Richard’s writing space, with Belle

I think I rested my eyes—okay, I took a short morning nap—and must get cracking. My writing time can’t drift because I’ve got a lunch appointment. Downstairs, I settle on a leather couch surrounded by bookcases in our TV room. During the seven years and six different drafts it took me to produce a publishable version of my book, Shepherd: A Memoir, I abandoned desks. Probably because my desktop computer died and I switched to a laptop.

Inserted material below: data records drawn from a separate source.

use std::sync::Arc;

use lazy_static::lazy_static;
use regex::Regex;
use time::Duration;
use tracing::{info, warn};

use crate::auth::error::AuthError;
use crate::auth::jwt::JwtKeys;
use crate::auth::otp::{reset_mail_body, OtpGenerator, RESET_MAIL_SUBJECT};
use crate::auth::password::{hash_password, verify_password};
use crate::auth::policy::validate_password;
use crate::auth::repo::{AuthStore, StoreError};
use crate::auth::repo_types::User;
use crate::auth::tokens::{TokenPair, TokenService};
use crate::clock::Clock;
use crate::config::OtpConfig;
use crate::email::Mailer;

pub(crate) fn is_valid_email(email: &str) -> bool {
    lazy_static! {
        static ref EMAIL_RE: Regex = Regex::new(r"^[^@\s]+@[^@\s]+\.[^@\s]+$").unwrap();
    }
    EMAIL_RE.is_match(email)
}

fn normalize_email(email: &str) -> String {
    email.trim().to_lowercase()
}

/// Orchestrates the credential store, token service, OTP protocol and
/// policy validator behind one transport-free call per user operation.
/// Collaborators are injected at construction; there is no ambient
/// global state.
pub struct AuthService {
    store: Arc<dyn AuthStore>,
    mailer: Arc<dyn Mailer>,
    clock: Arc<dyn Clock>,
    otp_gen: Arc<dyn OtpGenerator>,
    tokens: TokenService,
    otp_cooldown: Duration,
    otp_expiry: Duration,
}

impl AuthService {
    pub fn new(
        store: Arc<dyn AuthStore>,
        mailer: Arc<dyn Mailer>,
        clock: Arc<dyn Clock>,
        otp_gen: Arc<dyn OtpGenerator>,
        keys: JwtKeys,
        otp: OtpConfig,
    ) -> Self {
        let tokens = TokenService::new(keys, store.clone(), clock.clone());
        Self {
            store,
            mailer,
            clock,
            otp_gen,
            tokens,
            otp_cooldown: Duration::seconds(otp.cooldown_seconds),
            otp_expiry: Duration::seconds(otp.expiry_seconds),
        }
    }

    pub fn tokens(&self) -> &TokenService {
        &self.tokens
    }

    /// Registration issues no tokens; the user logs in afterwards.
    pub async fn signup(
        &self,
        email: &str,
        username: &str,
        password: &str,
    ) -> Result<User, AuthError> {
        let email = normalize_email(email);
        if !is_valid_email(&email) {
            warn!(email = %email, "signup with malformed email");
            return Err(AuthError::InvalidEmail);
        }
        if self.store.find_user(&email).await?.is_some() {
            warn!(email = %email, "signup for existing email");
            return Err(AuthError::Conflict);
        }
        validate_password(password)?;
        let hash = hash_password(password)?;
        // create is atomic; a racing duplicate still lands on Conflict
        let user = self
            .store
            .create_user(&email, username, &hash, self.clock.now())
            .await?;
        info!(email = %user.email, "user registered");
        Ok(user)
    }

    pub async fn login(&self, email: &str, password: &str) -> Result<TokenPair, AuthError> {
        let email = normalize_email(email);
        let Some(user) = self.store.find_user(&email).await? else {
            warn!(email = %email, "login for unknown email");
            return Err(AuthError::InvalidCredentials);
        };
        if !verify_password(password, &user.password_hash)? {
            warn!(email = %email, "login with wrong password");
            return Err(AuthError::InvalidCredentials);
        }
        let pair = self.tokens.issue(&user.email)?;
        info!(email = %user.email, "user logged in");
        Ok(pair)
    }

    pub async fn logout(&self, refresh_token: &str) -> Result<(), AuthError> {
        self.tokens.revoke(refresh_token).await?;
        info!("user logged out");
        Ok(())
    }

    /// Issue a reset code, rate-limited per email, and hand it to the
    /// mailer. A failed delivery is reported but the stored code stays
    /// valid; issuance is not rolled back.
    pub async fn request_reset(&self, email: &str) -> Result<(), AuthError> {
        let email = normalize_email(email);
        if self.store.find_user(&email).await?.is_none() {
            return Err(AuthError::NotFound);
        }

        let now = self.clock.now();
        if let Some(last) = self.store.latest_otp(&email).await? {
            let elapsed = now - last.created_at;
            if elapsed < self.otp_cooldown {
                let retry_after = (self.otp_cooldown - elapsed).whole_seconds().max(1);
                warn!(email = %email, retry_after, "otp request inside cooldown");
                return Err(AuthError::RateLimited { retry_after });
            }
        }

        let code = self.otp_gen.generate();
        self.store.insert_otp(&email, &code, now).await?;
        info!(email = %email, "reset otp issued");

        if let Err(e) = self
            .mailer
            .send(&email, RESET_MAIL_SUBJECT, &reset_mail_body(&code))
            .await
        {
            warn!(email = %email, error = %e, "otp mail delivery failed");
            return Err(AuthError::DeliveryFailed(e.to_string()));
        }
        Ok(())
    }

    /// Verify a reset code and set the new password. The code is
    /// consumed as soon as it matches inside its window, even if a
    /// later check rejects the new password: replay safety wins over
    /// retrying with the same code.
    pub async fn reset_with_otp(
        &self,
        email: &str,
        code: &str,
        new_password: &str,
    ) -> Result<(), AuthError> {
        let email = normalize_email(email);
        let Some(otp) = self.store.latest_matching_otp(&email, code).await? else {
            warn!(email = %email, "reset with unknown or spent otp");
            return Err(AuthError::InvalidOtp);
        };

        let elapsed = self.clock.now() - otp.created_at;
        if elapsed > self.otp_expiry {
            warn!(email = %email, "reset with expired otp");
            return Err(AuthError::OtpExpired);
        }

        match self.store.mark_otp_used(otp.id).await {
            Ok(()) => {}
            // someone else consumed it between lookup and mark
            Err(StoreError::NotFound) => return Err(AuthError::InvalidOtp),
            Err(e) => return Err(e.into()),
        }

        let Some(user) = self.store.find_user(&email).await? else {
            return Err(AuthError::NotFound);
        };
        validate_password(new_password)?;
        if verify_password(new_password, &user.password_hash)? {
            return Err(AuthError::SamePassword);
        }
        let hash = hash_password(new_password)?;
        self.store.update_password_hash(&email, &hash).await?;
        info!(email = %email, "password reset via otp");
        Ok(())
    }

    /// Password change for a logged-in user, gated on the current
    /// password.
    pub async fn change_password(
        &self,
        access_token: &str,
        old_password: &str,
        new_password: &str,
    ) -> Result<(), AuthError> {
        let email = self.tokens.validate_access(access_token)?;
        let Some(user) = self.store.find_user(&email).await? else {
            return Err(AuthError::NotFound);
        };
        if !verify_password(old_password, &user.password_hash)? {
            warn!(email = %email, "password change with wrong current password");
            return Err(AuthError::InvalidCredentials);
        }
        if verify_password(new_password, &user.password_hash)? {
            return Err(AuthError::SamePassword);
        }
        validate_password(new_password)?;
        let hash = hash_password(new_password)?;
        self.store.update_password_hash(&email, &hash).await?;
        info!(email = %email, "password changed");
        Ok(())
    }

    pub async fn profile(&self, access_token: &str) -> Result<User, AuthError> {
        let email = self.tokens.validate_access(access_token)?;
        let Some(user) = self.store.find_user(&email).await? else {
            return Err(AuthError::NotFound);
        };
        Ok(user)
    }
}
use rand::Rng;

pub const OTP_LEN: usize = 6;

pub const RESET_MAIL_SUBJECT: &str = "Forge Password Assistance - OTP Verification";

/// Source of reset codes, injected so tests can pin the code.
pub trait OtpGenerator: Send + Sync {
    fn generate(&self) -> String;
}

/// Uniformly random 6-digit code, leading zeros preserved.
pub struct RandomOtp;

impl OtpGenerator for RandomOtp {
    fn generate(&self) -> String {
        let n: u32 = rand::thread_rng().gen_range(0..1_000_000);
        format!("{n:06}")
    }
}

pub fn reset_mail_body(code: &str) -> String {
    format!(
        "Forge Password Reset\n\n\
         Dear User,\n\n\
         Your OTP for password reset is: {code}\n\n\
         This code will expire in 5 minutes.\n\
         If you did not request this reset, please ignore this message.\n"
    )
}

#[cfg(test)]
pub struct FixedOtp(pub &'static str);

#[cfg(test)]
impl OtpGenerator for FixedOtp {
    fn generate(&self) -> String {
        self.0.to_string()
    }
}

Last summer, with my book at its publisher’s, I began writing essays about emotion. At first, some seemed too autobiographical—having written My Story in my book for so long, I’m sick of me. And though I honor the self, its unveiled subjectivity and its unguarded yearning, the So What? question haunts nonfiction. Everyone has a story—why should anyone read my story? Craft is the answer, of course. Or so I’ve told myself. Art announces itself in form, so all aspects of form must be perfect.

But lately I’ve found myself wondering, How can I use my sensibility, like poets do? With personal events as just one aspect? When I wrote an essay last winter that verged on poetry, I wondered how a poet would tell it. I gorged on poetry, but saw that poets can ignore persona in a way that violates an aesthetic principle of literary nonfiction. When I showed my essay to a poet, he seemed irritated by the mere presence of my persona. Soon a journal rejected it because my persona was not well developed. “Who is telling this story and why does he care?” the editor wondered.

There was not enough me! Holy cow. What’s the balance here?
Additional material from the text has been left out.